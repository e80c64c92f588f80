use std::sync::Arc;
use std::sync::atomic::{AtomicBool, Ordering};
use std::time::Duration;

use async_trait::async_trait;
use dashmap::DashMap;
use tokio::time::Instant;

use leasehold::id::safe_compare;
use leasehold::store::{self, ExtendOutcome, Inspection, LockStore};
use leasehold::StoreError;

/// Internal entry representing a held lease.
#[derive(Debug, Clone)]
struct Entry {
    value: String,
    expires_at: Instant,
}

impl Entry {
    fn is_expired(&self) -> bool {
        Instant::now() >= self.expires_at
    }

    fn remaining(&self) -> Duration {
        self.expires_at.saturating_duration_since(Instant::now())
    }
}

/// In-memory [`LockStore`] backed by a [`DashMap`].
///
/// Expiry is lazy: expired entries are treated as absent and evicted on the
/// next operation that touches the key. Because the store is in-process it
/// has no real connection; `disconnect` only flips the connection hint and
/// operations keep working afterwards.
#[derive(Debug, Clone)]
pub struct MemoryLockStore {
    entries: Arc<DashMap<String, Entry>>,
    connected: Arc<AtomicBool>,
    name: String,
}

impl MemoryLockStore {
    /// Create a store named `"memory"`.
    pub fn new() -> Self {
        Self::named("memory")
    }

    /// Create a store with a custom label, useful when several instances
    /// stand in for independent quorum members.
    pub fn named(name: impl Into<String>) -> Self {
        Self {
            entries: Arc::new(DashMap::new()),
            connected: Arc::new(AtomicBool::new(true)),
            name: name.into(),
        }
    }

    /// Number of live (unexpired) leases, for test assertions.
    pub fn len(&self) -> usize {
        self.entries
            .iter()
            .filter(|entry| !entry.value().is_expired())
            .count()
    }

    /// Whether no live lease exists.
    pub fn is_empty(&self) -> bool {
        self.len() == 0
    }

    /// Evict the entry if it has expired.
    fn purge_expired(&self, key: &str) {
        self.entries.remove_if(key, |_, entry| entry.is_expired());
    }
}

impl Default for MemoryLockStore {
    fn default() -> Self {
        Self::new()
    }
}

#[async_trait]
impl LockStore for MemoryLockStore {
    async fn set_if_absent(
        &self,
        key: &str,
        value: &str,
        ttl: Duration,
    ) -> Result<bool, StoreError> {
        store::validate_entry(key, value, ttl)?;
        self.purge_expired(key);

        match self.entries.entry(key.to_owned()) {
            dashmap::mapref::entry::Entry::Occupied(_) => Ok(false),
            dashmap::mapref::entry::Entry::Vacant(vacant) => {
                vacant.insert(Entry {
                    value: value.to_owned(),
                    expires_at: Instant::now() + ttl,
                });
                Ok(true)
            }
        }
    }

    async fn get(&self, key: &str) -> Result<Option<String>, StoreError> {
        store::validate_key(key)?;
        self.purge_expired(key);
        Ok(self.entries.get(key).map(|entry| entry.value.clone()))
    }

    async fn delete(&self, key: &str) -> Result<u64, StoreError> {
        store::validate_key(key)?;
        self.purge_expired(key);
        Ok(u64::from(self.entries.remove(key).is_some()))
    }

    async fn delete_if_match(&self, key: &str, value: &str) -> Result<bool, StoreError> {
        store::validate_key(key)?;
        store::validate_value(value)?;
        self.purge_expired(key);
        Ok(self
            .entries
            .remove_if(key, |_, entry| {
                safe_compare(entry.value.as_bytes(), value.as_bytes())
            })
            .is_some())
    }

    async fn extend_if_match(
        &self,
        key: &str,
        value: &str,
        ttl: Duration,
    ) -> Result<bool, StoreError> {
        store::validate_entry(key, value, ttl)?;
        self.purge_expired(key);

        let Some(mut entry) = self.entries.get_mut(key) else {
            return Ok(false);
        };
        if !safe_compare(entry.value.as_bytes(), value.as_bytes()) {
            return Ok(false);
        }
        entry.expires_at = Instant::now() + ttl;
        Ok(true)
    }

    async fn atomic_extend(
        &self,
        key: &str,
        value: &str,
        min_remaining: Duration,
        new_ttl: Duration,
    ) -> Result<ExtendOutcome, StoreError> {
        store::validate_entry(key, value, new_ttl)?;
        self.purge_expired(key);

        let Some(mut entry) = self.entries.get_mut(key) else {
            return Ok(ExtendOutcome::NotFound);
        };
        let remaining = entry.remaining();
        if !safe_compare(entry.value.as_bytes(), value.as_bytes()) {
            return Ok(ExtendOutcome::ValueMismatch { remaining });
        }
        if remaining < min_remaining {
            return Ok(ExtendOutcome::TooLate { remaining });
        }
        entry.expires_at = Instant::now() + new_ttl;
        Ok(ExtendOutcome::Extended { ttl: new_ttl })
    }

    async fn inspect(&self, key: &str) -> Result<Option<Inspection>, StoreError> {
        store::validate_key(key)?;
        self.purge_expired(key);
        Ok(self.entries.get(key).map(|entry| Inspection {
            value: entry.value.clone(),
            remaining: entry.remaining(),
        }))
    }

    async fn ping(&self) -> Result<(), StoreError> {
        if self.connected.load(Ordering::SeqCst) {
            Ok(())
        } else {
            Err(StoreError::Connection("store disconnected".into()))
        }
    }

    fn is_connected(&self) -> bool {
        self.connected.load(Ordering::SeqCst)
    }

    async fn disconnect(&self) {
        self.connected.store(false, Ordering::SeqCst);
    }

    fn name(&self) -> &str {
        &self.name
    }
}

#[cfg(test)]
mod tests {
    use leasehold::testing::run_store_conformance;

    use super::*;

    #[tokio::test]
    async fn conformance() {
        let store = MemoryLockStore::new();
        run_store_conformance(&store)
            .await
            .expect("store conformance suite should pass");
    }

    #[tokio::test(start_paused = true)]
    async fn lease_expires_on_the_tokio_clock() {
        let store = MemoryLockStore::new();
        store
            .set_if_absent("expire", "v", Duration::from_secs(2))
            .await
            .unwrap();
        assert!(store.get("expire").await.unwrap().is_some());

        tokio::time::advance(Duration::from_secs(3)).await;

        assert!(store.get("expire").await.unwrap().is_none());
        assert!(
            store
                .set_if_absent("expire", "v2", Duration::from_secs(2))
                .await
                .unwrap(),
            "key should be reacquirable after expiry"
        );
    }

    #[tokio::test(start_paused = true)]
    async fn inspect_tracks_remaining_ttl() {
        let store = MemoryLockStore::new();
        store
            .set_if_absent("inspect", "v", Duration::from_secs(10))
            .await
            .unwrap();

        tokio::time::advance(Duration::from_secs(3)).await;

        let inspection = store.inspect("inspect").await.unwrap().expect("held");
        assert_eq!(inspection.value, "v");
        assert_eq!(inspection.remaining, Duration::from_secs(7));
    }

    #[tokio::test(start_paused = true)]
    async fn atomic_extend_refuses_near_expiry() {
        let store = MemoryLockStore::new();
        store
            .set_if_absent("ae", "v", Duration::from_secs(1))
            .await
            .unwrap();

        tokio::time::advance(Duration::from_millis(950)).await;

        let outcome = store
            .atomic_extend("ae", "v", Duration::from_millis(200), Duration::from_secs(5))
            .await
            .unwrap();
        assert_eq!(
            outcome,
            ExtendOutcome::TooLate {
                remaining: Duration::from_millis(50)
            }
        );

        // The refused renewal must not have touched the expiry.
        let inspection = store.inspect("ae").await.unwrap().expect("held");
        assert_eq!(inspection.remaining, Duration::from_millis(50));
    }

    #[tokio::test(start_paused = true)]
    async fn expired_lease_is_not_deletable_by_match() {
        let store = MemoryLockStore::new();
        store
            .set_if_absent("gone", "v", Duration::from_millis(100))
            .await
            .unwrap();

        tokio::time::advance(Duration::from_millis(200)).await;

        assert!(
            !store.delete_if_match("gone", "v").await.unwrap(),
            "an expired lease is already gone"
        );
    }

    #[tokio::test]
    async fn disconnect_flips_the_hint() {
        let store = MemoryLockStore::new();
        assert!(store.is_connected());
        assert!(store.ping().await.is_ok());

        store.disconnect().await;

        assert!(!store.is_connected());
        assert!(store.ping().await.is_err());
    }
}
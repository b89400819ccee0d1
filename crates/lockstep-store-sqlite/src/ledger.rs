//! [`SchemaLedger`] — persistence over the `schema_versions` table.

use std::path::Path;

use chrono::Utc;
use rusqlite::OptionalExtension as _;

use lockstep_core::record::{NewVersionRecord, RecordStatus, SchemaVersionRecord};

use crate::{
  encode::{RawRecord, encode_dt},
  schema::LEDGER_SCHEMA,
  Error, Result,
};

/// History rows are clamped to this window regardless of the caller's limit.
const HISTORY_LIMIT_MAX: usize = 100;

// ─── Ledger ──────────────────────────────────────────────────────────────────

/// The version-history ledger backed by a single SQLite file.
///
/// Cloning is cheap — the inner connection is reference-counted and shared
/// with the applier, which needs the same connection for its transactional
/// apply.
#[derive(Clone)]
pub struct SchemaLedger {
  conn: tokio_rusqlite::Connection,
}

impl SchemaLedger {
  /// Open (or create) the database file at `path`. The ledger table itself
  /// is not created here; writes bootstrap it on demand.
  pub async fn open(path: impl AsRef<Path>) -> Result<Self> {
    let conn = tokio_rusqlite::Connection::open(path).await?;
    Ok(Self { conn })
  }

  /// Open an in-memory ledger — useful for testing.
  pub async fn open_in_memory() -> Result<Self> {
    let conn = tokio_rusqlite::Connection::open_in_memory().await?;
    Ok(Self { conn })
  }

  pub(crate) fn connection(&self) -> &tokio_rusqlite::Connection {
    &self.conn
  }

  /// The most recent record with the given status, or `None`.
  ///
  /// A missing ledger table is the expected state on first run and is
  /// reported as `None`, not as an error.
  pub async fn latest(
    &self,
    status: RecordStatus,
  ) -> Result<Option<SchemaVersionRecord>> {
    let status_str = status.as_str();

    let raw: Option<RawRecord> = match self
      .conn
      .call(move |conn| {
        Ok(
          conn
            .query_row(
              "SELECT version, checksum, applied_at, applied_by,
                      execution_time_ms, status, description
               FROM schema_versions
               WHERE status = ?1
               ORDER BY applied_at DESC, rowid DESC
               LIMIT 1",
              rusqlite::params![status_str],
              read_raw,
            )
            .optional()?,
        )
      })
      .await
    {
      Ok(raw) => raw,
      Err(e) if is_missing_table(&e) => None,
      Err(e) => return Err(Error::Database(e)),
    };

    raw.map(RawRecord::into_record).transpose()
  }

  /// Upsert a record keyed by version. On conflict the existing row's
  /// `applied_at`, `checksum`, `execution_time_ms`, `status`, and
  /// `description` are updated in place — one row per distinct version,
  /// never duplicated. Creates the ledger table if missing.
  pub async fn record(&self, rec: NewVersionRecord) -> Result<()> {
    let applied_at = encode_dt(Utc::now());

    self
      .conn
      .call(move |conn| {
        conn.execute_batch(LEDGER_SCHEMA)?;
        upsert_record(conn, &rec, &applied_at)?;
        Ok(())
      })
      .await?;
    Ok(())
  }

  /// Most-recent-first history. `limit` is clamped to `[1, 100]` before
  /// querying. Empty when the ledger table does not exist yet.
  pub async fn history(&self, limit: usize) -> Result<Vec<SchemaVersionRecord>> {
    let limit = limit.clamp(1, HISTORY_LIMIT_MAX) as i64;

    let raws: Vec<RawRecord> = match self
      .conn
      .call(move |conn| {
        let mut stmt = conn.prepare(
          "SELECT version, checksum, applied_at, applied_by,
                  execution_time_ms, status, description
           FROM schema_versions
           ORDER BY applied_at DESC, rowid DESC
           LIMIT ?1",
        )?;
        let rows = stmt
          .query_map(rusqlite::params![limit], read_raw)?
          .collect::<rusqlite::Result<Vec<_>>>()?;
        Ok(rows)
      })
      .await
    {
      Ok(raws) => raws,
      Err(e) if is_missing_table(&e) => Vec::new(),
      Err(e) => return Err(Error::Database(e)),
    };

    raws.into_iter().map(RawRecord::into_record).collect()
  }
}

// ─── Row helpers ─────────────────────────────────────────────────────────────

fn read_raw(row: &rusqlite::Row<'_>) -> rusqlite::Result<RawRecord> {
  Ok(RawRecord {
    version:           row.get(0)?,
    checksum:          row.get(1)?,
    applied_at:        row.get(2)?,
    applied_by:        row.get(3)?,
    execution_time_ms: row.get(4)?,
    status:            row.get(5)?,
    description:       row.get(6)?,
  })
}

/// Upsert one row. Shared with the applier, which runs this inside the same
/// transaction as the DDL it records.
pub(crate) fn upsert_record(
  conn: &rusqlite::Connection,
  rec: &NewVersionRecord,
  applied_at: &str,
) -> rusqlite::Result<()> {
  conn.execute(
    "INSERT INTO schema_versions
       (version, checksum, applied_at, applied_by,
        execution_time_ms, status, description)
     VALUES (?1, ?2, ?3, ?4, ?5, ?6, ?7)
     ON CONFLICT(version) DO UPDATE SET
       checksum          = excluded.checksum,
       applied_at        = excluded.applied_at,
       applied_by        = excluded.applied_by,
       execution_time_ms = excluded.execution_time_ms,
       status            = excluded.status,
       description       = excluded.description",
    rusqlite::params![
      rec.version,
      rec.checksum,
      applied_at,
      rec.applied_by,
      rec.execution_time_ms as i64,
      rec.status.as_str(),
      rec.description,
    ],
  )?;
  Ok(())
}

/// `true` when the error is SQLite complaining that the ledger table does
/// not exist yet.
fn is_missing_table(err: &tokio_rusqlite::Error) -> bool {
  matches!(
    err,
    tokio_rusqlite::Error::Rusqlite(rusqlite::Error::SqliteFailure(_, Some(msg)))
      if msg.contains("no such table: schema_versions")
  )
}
+---+
# [PROMPT]
Copy out only the lines above from the one with "first run and is" to the one with "are updated in", inclusive, exactly as they stand.

# [RESPONSE AREA]
  /// A missing ledger table is the expected state on first run and is
  /// reported as `None`, not as an error.
  pub async fn latest(
    &self,
    status: RecordStatus,
  ) -> Result<Option<SchemaVersionRecord>> {
    let status_str = status.as_str();

    let raw: Option<RawRecord> = match self
      .conn
      .call(move |conn| {
        Ok(
          conn
            .query_row(
              "SELECT version, checksum, applied_at, applied_by,
                      execution_time_ms, status, description
               FROM schema_versions
               WHERE status = ?1
               ORDER BY applied_at DESC, rowid DESC
               LIMIT 1",
              rusqlite::params![status_str],
              read_raw,
            )
            .optional()?,
        )
      })
      .await
    {
      Ok(raw) => raw,
      Err(e) if is_missing_table(&e) => None,
      Err(e) => return Err(Error::Database(e)),
    };

    raw.map(RawRecord::into_record).transpose()
  }

  /// Upsert a record keyed by version. On conflict the existing row's
  /// `applied_at`, `checksum`, `execution_time_ms`, `status`, and
  /// `description` are updated in place — one row per distinct version,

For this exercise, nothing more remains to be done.